L’amorce de la terreur

Rien n’est vrai, tout est permis

Ainsi parlait Hasan Ibn Sabbâh, chef spirituel de la secte chiite ésotérique des nizarites. Les membres de ce groupuscule aussi connus sous le nom d’Hashshâshîn, perpétraient, d’Acre à Jérusalem, de spectaculaires assassinats publics de dignitaires templiers lors de la troisième croisade. Ils n’en réchappaient que rarement. Leur geste meurtrier se présente ainsi comme la première forme ritualisée d’attentat suicide, à portée politique et religieuse. A un point tel, que des suppositions étymologiques font découler le terme assassin du nom Hashshâshîn, racine semblable pour le Haschisch, plante qu’ils recevaient en prévision de leur acte.

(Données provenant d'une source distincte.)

// Copyright 2025 eraflo
//
// Licensed under the Apache License, Version 2.0 (the "License");
// you may not use this file except in compliance with the License.
// You may obtain a copy of the License at
//
//     http://www.apache.org/licenses/LICENSE-2.0
//
// Unless required by applicable law or agreed to in writing, software
// distributed under the License is distributed on an "AS IS" BASIS,
// WITHOUT WARRANTIES OR CONDITIONS OF ANY KIND, either express or implied.
// See the License for the specific language governing permissions and
// limitations under the License.

use std::num::NonZeroU32;

use glint_core::renderer::api::{
    ActiveUniform, DriverCapabilities, ProgramBinary, ProgramObjectId, ShaderStage,
    StageObjectId, TextureId, UniformLocation, UniformUpload,
};
use glint_core::renderer::{ShaderDevice, ShaderError};
use glow::HasContext;

use super::conversions::{capabilities_for, stage_enum, uniform_type};

/// A [`ShaderDevice`] over a current OpenGL or OpenGL ES context.
///
/// The context must stay current on the calling thread for the lifetime of
/// the device.
pub struct GlowDevice {
    gl: glow::Context,
    caps: DriverCapabilities,
}

impl std::fmt::Debug for GlowDevice {
    fn fmt(&self, f: &mut std::fmt::Formatter<'_>) -> std::fmt::Result {
        f.debug_struct("GlowDevice")
            .field("caps", &self.caps)
            .finish_non_exhaustive()
    }
}

impl GlowDevice {
    /// Wraps `gl` and detects its capabilities.
    pub fn new(gl: glow::Context) -> Self {
        let caps = detect_capabilities(&gl);
        log::info!(
            "GlowDevice: {} (GLSL '{}', binaries: {})",
            gl.version().vendor_info,
            caps.glsl_version_string,
            caps.program_binary
        );
        Self { gl, caps }
    }

    /// Wraps `gl` with explicitly chosen capabilities.
    pub fn with_capabilities(gl: glow::Context, caps: DriverCapabilities) -> Self {
        Self { gl, caps }
    }

    /// The wrapped context.
    pub fn context(&self) -> &glow::Context {
        &self.gl
    }
}

/// Derives the dialect and extension flags of `gl`.
pub fn detect_capabilities(gl: &glow::Context) -> DriverCapabilities {
    let version = gl.version();
    let extensions = gl.supported_extensions();
    capabilities_for(version.major, version.minor, version.is_embedded, |name| {
        extensions.contains(name)
    })
}

fn native_stage(stage: StageObjectId) -> Option<glow::NativeShader> {
    NonZeroU32::new(stage.0).map(glow::NativeShader)
}

fn native_program(program: ProgramObjectId) -> Option<glow::NativeProgram> {
    NonZeroU32::new(program.0).map(glow::NativeProgram)
}

impl ShaderDevice for GlowDevice {
    fn capabilities(&self) -> DriverCapabilities {
        self.caps.clone()
    }

    fn create_stage(&mut self, stage: ShaderStage) -> Result<StageObjectId, ShaderError> {
        let shader = unsafe { self.gl.create_shader(stage_enum(stage)) }.map_err(ShaderError::Driver)?;
        Ok(StageObjectId(shader.0.get()))
    }

    fn compile_stage(&mut self, stage: StageObjectId, source: &str) -> bool {
        let Some(shader) = native_stage(stage) else {
            return false;
        };
        unsafe {
            self.gl.shader_source(shader, source);
            self.gl.compile_shader(shader);
            self.gl.get_shader_compile_status(shader)
        }
    }

    fn stage_info_log(&self, stage: StageObjectId) -> String {
        native_stage(stage)
            .map(|shader| unsafe { self.gl.get_shader_info_log(shader) })
            .unwrap_or_default()
    }

    fn delete_stage(&mut self, stage: StageObjectId) {
        if let Some(shader) = native_stage(stage) {
            unsafe { self.gl.delete_shader(shader) };
        }
    }

    fn create_program(&mut self) -> Result<ProgramObjectId, ShaderError> {
        let program = unsafe { self.gl.create_program() }.map_err(ShaderError::Driver)?;
        Ok(ProgramObjectId(program.0.get()))
    }

    fn delete_program(&mut self, program: ProgramObjectId) {
        if let Some(program) = native_program(program) {
            unsafe { self.gl.delete_program(program) };
        }
    }

    fn attach_stage(&mut self, program: ProgramObjectId, stage: StageObjectId) {
        if let (Some(program), Some(shader)) = (native_program(program), native_stage(stage)) {
            unsafe { self.gl.attach_shader(program, shader) };
        }
    }

    fn bind_attrib_location(&mut self, program: ProgramObjectId, location: u32, name: &str) {
        if let Some(program) = native_program(program) {
            unsafe { self.gl.bind_attrib_location(program, location, name) };
        }
    }

    fn bind_frag_data_location(&mut self, program: ProgramObjectId, location: u32, name: &str) {
        if let Some(program) = native_program(program) {
            unsafe { self.gl.bind_frag_data_location(program, location, name) };
        }
    }

    fn link_program(&mut self, program: ProgramObjectId) -> bool {
        let Some(program) = native_program(program) else {
            return false;
        };
        unsafe {
            self.gl.link_program(program);
            self.gl.get_program_link_status(program)
        }
    }

    fn link_status(&self, program: ProgramObjectId) -> bool {
        native_program(program)
            .is_some_and(|program| unsafe { self.gl.get_program_link_status(program) })
    }

    fn program_info_log(&self, program: ProgramObjectId) -> String {
        native_program(program)
            .map(|program| unsafe { self.gl.get_program_info_log(program) })
            .unwrap_or_default()
    }

    fn program_binary(&self, program: ProgramObjectId) -> Option<ProgramBinary> {
        if !self.caps.program_binary {
            return None;
        }
        let binary = unsafe { self.gl.get_program_binary(native_program(program)?) }?;
        Some(ProgramBinary {
            format: binary.format,
            payload: binary.buffer,
        })
    }

    fn load_program_binary(&mut self, program: ProgramObjectId, binary: &ProgramBinary) -> bool {
        let Some(program) = native_program(program) else {
            return false;
        };
        let native = glow::ProgramBinary {
            buffer: binary.payload.clone(),
            format: binary.format,
        };
        unsafe {
            self.gl.program_binary(program, &native);
            self.gl.get_program_link_status(program)
        }
    }

    fn active_uniforms(&self, program: ProgramObjectId) -> Vec<ActiveUniform> {
        let Some(program) = native_program(program) else {
            return Vec::new();
        };
        let count = unsafe { self.gl.get_active_uniforms(program) };
        (0..count)
            .filter_map(|index| unsafe { self.gl.get_active_uniform(program, index) })
            .map(|uniform| ActiveUniform {
                name: uniform.name,
                size: uniform.size,
                ty: uniform_type(uniform.utype),
            })
            .collect()
    }

    fn uniform_location(&self, program: ProgramObjectId, name: &str) -> Option<UniformLocation> {
        let location = unsafe { self.gl.get_uniform_location(native_program(program)?, name) }?;
        Some(UniformLocation(location.0))
    }

    fn use_program(&mut self, program: Option<ProgramObjectId>) {
        unsafe { self.gl.use_program(program.and_then(native_program)) };
    }

    fn set_uniform(&mut self, location: UniformLocation, upload: UniformUpload<'_>) {
        let location = glow::NativeUniformLocation(location.0);
        let location = Some(&location);
        unsafe {
            match upload {
                UniformUpload::Float { components, data } => match components {
                    1 => self.gl.uniform_1_f32_slice(location, data),
                    2 => self.gl.uniform_2_f32_slice(location, data),
                    3 => self.gl.uniform_3_f32_slice(location, data),
                    _ => self.gl.uniform_4_f32_slice(location, data),
                },
                UniformUpload::Int { components, data } => match components {
                    1 => self.gl.uniform_1_i32_slice(location, data),
                    2 => self.gl.uniform_2_i32_slice(location, data),
                    3 => self.gl.uniform_3_i32_slice(location, data),
                    _ => self.gl.uniform_4_i32_slice(location, data),
                },
                UniformUpload::Matrix {
                    dim,
                    transpose,
                    data,
                } => match dim {
                    2 => self.gl.uniform_matrix_2_f32_slice(location, transpose, data),
                    3 => self.gl.uniform_matrix_3_f32_slice(location, transpose, data),
                    _ => self.gl.uniform_matrix_4_f32_slice(location, transpose, data),
                },
            }
        }
    }

    fn bind_texture(&mut self, unit: u32, texture: TextureId) {
        unsafe {
            self.gl.active_texture(glow::TEXTURE0 + unit);
            self.gl
                .bind_texture(glow::TEXTURE_2D, NonZeroU32::new(texture.0).map(glow::NativeTexture));
        }
    }
}
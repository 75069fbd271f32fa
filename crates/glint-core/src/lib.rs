// Copyright 2025 eraflo
//
// Licensed under the Apache License, Version 2.0 (the "License");
// you may not use this file except in compliance with the License.
// You may obtain a copy of the License at
//
//     http://www.apache.org/licenses/LICENSE-2.0
//
// Unless required by applicable law or agreed to in writing, software
// distributed under the License is distributed on an "AS IS" BASIS,
// WITHOUT WARRANTIES OR CONDITIONS OF ANY KIND, either express or implied.
// See the License for the specific language governing permissions and
// limitations under the License.

//! # Glint Core
//!
//! Foundational crate containing traits, core types, and interface contracts
//! shared by every stage of the shader pipeline: the driver capability
//! configuration, the semantic location table, the reflection data types and
//! the [`ShaderDevice`](renderer::ShaderDevice) trait that concrete drivers
//! implement.

#![warn(missing_docs)]

pub mod config;
pub mod renderer;

pub use config::{GlintConfig, ProgramCacheSettings};
// Copyright 2025 eraflo
//
// Licensed under the Apache License, Version 2.0 (the "License");
// you may not use this file except in compliance with the License.
// You may obtain a copy of the License at
//
//     http://www.apache.org/licenses/LICENSE-2.0
//
// Unless required by applicable law or agreed to in writing, software
// distributed under the License is distributed on an "AS IS" BASIS,
// WITHOUT WARRANTIES OR CONDITIONS OF ANY KIND, either express or implied.
// See the License for the specific language governing permissions and
// limitations under the License.

//! Defines the driver contract of the shader pipeline.
//!
//! - [`ShaderDevice`]: The primitive driver operations the program agent is
//!   built on (stage compilation, linking, binaries, reflection and uniform
//!   upload).

mod shader_device;

pub use self::shader_device::ShaderDevice;
// Copyright 2025 eraflo
//
// Licensed under the Apache License, Version 2.0 (the "License");
// you may not use this file except in compliance with the License.
// You may obtain a copy of the License at
//
//     http://www.apache.org/licenses/LICENSE-2.0
//
// Unless required by applicable law or agreed to in writing, software
// distributed under the License is distributed on an "AS IS" BASIS,
// WITHOUT WARRANTIES OR CONDITIONS OF ANY KIND, either express or implied.
// See the License for the specific language governing permissions and
// limitations under the License.

//! # Glint Lanes
//!
//! Hot-path strategies of the shader pipeline. Every program creation runs
//! its sources through the [`shader_lane`] once: tokenization, interface
//! extraction and dialect rewriting against the driver capabilities.

#![warn(missing_docs)]

pub mod shader_lane;

pub use shader_lane::{DeclarationDiagnostic, DialectRewriter, RewrittenProgram, StageRewrite};
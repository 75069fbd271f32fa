// Copyright 2025 eraflo
//
// Licensed under the Apache License, Version 2.0 (the "License");
// you may not use this file except in compliance with the License.
// You may obtain a copy of the License at
//
//     http://www.apache.org/licenses/LICENSE-2.0
//
// Unless required by applicable law or agreed to in writing, software
// distributed under the License is distributed on an "AS IS" BASIS,
// WITHOUT WARRANTIES OR CONDITIONS OF ANY KIND, either express or implied.
// See the License for the specific language governing permissions and
// limitations under the License.

//! Header assembly: version pragma, feature defines, extension pragmas and
//! precision qualifiers.

use glint_core::renderer::api::{DriverCapabilities, ShaderStage};
use std::fmt::Write;

/// Builds the version pragma and the capability-dependent lines shared by
/// both stages.
pub fn version_preamble(caps: &DriverCapabilities) -> String {
    let mut text = String::with_capacity(192);
    let _ = writeln!(text, "#version {}", caps.glsl_version_string);
    let _ = writeln!(text, "#define GLSL_VERSION {}", caps.glsl_version);

    if caps.gpu_shader5 {
        text.push_str("#define GPU_SHADER 5\n");
    } else if caps.gpu_shader4 {
        text.push_str("#define GPU_SHADER 4\n");
        text.push_str("#extension GL_EXT_gpu_shader4 : enable\n");
    } else {
        text.push_str("#define GPU_SHADER 3\n");
    }

    if let Some(extension) = caps.texture_lod_extension() {
        let _ = writeln!(text, "#extension {} : enable", extension.pragma_name());
    }
    text
}

/// Default precisions, only seen by embedded-profile compilers.
///
/// The fragment block covers every sampler type the stdlib shim uses. Types
/// that only exist from the storage-qualifier dialects on (3D, array and
/// shadow samplers) are left out on legacy targets.
pub fn precision_block(stage: ShaderStage, caps: &DriverCapabilities) -> String {
    let mut text = String::from("#ifdef GL_ES\n");
    text.push_str("precision highp float;\n");
    text.push_str("precision highp int;\n");

    if stage == ShaderStage::Fragment {
        text.push_str("precision highp sampler2D;\n");
        text.push_str("#ifdef TEXTURE_RECT\n");
        text.push_str("precision highp sampler2DRect;\n");
        text.push_str("#endif\n");
        if caps.uses_legacy_storage() {
            text.push_str("precision highp samplerCube;\n");
        } else {
            text.push_str("precision highp sampler3D;\n");
            text.push_str("precision highp samplerCube;\n");
            text.push_str("precision highp sampler2DArray;\n");
            text.push_str("precision highp sampler2DShadow;\n");
            text.push_str("precision highp samplerCubeShadow;\n");
            text.push_str("precision highp sampler2DArrayShadow;\n");
        }
    }

    text.push_str("#endif\n");
    text
}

Avec le temps, le coup de poignard est devenu coup de feu ou déflagration, comme les idéologies ont subi des mutations. Si les manières où les motifs diffèrent, la pulsion qui entraîne l’acte terroriste semble inchangée. Le terrorisme est à considérer, avant toute chose, comme la cristallisation puis l’éclatement de ce qu’Aragon nommait le goût de l’absolu. «Une passion si dévorante qu’elle ne peut se décrire. Elle mange qui la contemple. Tous ceux qui s’en sont pris à elle s’y sont pris. On ne peut l’essayer, et se reprendre»1. L’acte terroriste est un acte tributaire de la passion. Passion comme action d’endurer la souffrance, mais aussi passion pour une cause, pour une idée, pour un imaginaire et des représentations personnelles ou partagées. Une fleur monstrueuse qui «prend parfois le langage du scepticisme comme du désespoir, mais c’est parce qu’il suppose au contraire, une foi profonde, totale, en la beauté, la bonté, le génie, par exemple»2. Le langage choisi par le terrorisme est celui des corps déchiquetés, des cendres et du sang. Le scepticisme est fanatisme. La foi totale, plus celle des dogmes que celle du beau.

Au crépuscule des attentats du 11 septembre, le compositeur Karlheinz Stockhausen a considéré cet acte comme «la plus grande oeuvre d’art jamais réalisée dans le cosmos». Tollé général, la salière vidée sur une plaie béante, l’indignation gronde un manque de respect outrageant pour les victimes et les familles meurtries. Pourtant la fascination est là, tournant sur nos écrans, les images de la collision, puis la chute des tours, imprimant le choc sur la rétine comme pour mieux le faire accepter. Face à l’incompréhensible, l’inimaginable, le temps se met à tourner, des boucles incessantes pour en immobiliser le mouvement. C’est une façon de domestiquer cette «brutale discontinuité qui vient rompre une normalité paisible»3. Images obscènes car déjà vues, on vient revoir ce qui a déjà été aperçu en fiction, sauf qu’ici les images débordent de réel, débordent du réel. Un mouvement de va-et-vient pour exorciser un mal qu’on pensait irréalisable. Cet effet de réel produit est alors immédiatement hissé au rang d’effet esthétique. De l’absurde absolu on ne perçoit que la beauté.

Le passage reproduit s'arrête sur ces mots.